Available data
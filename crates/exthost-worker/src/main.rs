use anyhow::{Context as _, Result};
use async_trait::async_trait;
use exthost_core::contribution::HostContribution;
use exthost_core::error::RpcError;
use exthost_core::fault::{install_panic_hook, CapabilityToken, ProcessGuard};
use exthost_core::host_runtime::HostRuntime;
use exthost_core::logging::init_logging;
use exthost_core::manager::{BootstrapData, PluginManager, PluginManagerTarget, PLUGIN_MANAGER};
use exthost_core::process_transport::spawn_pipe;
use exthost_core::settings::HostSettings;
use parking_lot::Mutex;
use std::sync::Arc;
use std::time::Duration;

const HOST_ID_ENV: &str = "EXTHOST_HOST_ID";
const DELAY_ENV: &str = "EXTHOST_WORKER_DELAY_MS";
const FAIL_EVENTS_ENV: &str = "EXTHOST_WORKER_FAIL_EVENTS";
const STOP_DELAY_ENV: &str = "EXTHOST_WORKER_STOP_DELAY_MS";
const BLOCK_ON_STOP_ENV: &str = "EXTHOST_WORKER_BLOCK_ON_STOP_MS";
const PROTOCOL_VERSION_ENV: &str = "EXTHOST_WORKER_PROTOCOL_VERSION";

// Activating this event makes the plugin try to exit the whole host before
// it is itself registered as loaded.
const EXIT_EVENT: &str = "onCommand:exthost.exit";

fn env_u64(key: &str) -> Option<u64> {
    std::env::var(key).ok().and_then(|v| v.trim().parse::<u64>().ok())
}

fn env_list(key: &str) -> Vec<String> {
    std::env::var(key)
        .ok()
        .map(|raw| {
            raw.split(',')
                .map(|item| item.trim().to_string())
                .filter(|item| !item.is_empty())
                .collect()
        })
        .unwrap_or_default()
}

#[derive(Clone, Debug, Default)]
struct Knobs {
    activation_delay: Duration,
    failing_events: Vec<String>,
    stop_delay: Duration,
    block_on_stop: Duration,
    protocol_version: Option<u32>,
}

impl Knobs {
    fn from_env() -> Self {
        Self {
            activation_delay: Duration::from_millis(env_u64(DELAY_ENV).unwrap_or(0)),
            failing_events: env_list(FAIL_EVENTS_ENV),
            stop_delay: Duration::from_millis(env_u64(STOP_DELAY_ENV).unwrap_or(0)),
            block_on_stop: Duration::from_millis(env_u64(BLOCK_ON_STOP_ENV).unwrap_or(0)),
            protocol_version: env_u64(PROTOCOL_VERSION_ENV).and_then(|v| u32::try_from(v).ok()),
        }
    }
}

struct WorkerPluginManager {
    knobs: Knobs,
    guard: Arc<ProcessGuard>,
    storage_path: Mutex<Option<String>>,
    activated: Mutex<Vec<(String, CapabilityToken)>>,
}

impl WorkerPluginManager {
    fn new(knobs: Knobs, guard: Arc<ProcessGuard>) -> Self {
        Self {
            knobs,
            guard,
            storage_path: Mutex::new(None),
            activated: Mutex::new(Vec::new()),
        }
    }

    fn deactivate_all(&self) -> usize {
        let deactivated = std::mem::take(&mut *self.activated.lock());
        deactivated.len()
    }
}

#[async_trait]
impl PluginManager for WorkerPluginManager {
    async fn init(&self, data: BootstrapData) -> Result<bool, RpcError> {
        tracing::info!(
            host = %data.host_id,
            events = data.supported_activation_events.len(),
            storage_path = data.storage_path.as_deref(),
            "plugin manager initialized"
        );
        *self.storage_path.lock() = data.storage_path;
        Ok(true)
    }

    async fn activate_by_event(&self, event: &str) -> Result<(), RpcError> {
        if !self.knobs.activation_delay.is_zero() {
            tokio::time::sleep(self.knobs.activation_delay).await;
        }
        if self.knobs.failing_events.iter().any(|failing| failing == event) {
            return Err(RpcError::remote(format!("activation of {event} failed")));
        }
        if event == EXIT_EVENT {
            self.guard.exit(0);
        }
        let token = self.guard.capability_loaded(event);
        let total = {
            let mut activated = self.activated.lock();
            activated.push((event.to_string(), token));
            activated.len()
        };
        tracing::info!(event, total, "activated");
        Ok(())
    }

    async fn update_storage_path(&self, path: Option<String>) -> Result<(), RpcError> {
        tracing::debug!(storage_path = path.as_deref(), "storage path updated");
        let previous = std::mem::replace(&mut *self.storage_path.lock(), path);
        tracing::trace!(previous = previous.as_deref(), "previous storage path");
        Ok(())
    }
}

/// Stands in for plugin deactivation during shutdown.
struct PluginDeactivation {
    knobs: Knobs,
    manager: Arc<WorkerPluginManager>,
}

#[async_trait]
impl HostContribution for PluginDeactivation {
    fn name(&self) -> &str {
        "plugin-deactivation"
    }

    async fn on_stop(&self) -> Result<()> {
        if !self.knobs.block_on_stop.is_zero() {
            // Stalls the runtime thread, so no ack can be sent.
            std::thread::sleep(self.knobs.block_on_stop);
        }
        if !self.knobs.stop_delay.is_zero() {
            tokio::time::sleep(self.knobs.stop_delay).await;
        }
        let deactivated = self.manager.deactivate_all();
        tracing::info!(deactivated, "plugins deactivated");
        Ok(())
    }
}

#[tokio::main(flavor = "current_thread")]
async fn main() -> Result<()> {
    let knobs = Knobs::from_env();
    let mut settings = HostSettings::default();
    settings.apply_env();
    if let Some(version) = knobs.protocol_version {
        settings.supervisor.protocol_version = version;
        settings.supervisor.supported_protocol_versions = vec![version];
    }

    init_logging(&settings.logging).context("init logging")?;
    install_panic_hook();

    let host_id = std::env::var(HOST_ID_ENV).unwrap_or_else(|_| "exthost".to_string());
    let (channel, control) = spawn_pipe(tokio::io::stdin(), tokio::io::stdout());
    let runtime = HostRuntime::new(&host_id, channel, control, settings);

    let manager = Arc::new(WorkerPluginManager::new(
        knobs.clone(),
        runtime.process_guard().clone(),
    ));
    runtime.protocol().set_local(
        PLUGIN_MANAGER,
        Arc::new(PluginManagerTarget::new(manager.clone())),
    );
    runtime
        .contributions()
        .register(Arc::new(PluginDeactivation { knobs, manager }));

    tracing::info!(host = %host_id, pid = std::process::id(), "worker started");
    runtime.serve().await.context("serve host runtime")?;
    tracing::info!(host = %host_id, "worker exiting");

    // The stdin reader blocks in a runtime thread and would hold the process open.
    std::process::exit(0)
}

---

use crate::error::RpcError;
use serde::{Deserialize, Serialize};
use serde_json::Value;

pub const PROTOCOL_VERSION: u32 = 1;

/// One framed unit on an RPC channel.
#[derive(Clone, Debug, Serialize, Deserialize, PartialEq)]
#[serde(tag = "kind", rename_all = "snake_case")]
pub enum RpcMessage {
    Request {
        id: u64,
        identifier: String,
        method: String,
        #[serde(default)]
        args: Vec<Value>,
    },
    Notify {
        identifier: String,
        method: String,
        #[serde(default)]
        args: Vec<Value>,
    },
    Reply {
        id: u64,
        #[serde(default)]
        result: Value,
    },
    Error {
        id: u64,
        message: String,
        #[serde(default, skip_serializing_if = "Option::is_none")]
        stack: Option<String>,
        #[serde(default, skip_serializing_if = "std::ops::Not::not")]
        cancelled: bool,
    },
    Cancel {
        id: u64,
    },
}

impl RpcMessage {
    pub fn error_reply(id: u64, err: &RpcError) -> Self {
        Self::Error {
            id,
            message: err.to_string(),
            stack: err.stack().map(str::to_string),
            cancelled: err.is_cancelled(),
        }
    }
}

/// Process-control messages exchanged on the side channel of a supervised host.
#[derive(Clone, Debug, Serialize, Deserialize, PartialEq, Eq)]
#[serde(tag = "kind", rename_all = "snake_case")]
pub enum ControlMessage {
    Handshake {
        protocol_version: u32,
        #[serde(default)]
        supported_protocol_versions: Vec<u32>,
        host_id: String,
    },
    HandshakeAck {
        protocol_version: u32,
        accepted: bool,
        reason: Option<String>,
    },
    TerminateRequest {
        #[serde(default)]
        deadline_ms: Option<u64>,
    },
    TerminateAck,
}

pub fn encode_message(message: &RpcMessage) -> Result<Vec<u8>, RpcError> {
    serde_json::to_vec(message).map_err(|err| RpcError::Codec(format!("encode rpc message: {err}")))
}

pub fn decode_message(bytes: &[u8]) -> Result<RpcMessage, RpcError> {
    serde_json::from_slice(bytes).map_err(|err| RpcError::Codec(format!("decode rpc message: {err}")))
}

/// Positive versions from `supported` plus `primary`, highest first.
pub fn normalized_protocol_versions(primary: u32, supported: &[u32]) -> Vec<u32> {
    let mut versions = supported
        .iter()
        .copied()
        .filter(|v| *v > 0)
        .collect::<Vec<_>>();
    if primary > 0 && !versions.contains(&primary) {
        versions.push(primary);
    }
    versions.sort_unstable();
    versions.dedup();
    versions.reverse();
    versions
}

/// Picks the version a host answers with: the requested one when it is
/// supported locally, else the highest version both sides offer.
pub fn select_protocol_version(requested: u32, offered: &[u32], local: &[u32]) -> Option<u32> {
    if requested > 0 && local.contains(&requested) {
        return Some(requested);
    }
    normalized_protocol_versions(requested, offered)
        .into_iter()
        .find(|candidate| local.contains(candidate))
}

...

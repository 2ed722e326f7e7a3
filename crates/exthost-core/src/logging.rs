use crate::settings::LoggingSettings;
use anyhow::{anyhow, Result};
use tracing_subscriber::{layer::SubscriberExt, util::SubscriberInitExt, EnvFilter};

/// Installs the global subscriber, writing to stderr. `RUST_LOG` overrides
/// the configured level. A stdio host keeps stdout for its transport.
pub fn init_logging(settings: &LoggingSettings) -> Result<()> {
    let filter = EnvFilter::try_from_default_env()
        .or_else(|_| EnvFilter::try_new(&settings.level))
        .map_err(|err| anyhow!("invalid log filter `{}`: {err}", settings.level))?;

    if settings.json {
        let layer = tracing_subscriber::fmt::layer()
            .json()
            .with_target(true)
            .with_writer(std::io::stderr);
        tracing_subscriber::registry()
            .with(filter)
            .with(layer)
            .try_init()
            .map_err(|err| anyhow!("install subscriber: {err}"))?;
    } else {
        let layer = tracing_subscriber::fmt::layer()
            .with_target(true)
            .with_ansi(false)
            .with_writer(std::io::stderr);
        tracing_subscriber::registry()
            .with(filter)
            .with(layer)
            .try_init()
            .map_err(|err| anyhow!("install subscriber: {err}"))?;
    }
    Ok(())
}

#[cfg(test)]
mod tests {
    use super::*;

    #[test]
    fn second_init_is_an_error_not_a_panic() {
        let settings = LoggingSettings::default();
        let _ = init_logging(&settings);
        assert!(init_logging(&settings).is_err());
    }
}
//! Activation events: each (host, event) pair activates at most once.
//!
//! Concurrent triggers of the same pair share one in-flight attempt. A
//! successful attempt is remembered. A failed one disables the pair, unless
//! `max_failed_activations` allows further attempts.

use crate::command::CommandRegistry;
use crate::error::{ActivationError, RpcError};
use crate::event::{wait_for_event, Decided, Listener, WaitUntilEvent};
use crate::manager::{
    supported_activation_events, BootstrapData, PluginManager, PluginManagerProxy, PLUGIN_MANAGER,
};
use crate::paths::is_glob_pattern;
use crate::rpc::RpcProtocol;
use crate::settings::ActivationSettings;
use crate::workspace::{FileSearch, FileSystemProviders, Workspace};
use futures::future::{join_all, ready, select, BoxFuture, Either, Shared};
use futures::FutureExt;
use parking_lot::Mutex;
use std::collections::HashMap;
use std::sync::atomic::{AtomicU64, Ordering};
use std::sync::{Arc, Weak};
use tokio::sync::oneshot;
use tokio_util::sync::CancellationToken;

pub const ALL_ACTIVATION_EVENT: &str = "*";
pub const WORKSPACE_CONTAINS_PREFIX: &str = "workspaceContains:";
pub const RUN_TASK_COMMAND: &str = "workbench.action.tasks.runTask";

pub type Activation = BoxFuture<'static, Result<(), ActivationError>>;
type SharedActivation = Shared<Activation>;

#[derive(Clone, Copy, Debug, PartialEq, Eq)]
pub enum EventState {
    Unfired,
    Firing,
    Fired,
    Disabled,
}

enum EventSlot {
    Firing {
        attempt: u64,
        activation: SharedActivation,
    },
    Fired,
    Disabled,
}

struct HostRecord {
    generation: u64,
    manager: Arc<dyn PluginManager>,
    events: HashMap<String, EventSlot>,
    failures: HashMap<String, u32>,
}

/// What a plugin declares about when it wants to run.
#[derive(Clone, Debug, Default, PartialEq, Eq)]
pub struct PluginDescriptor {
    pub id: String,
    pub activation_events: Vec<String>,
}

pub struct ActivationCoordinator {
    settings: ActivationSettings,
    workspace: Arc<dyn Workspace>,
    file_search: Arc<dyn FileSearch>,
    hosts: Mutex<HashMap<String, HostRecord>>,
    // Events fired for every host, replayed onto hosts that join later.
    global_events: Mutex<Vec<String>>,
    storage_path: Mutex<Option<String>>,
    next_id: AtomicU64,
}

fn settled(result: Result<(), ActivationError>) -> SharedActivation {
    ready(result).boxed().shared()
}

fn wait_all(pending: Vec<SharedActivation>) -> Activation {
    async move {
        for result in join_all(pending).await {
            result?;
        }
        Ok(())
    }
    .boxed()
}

Task item
Go through the listing, and whenever a line contains the string "HostSettings", copy that line.

Expected answer
use exthost_core::settings::HostSettings;
    let mut settings = HostSettings::default();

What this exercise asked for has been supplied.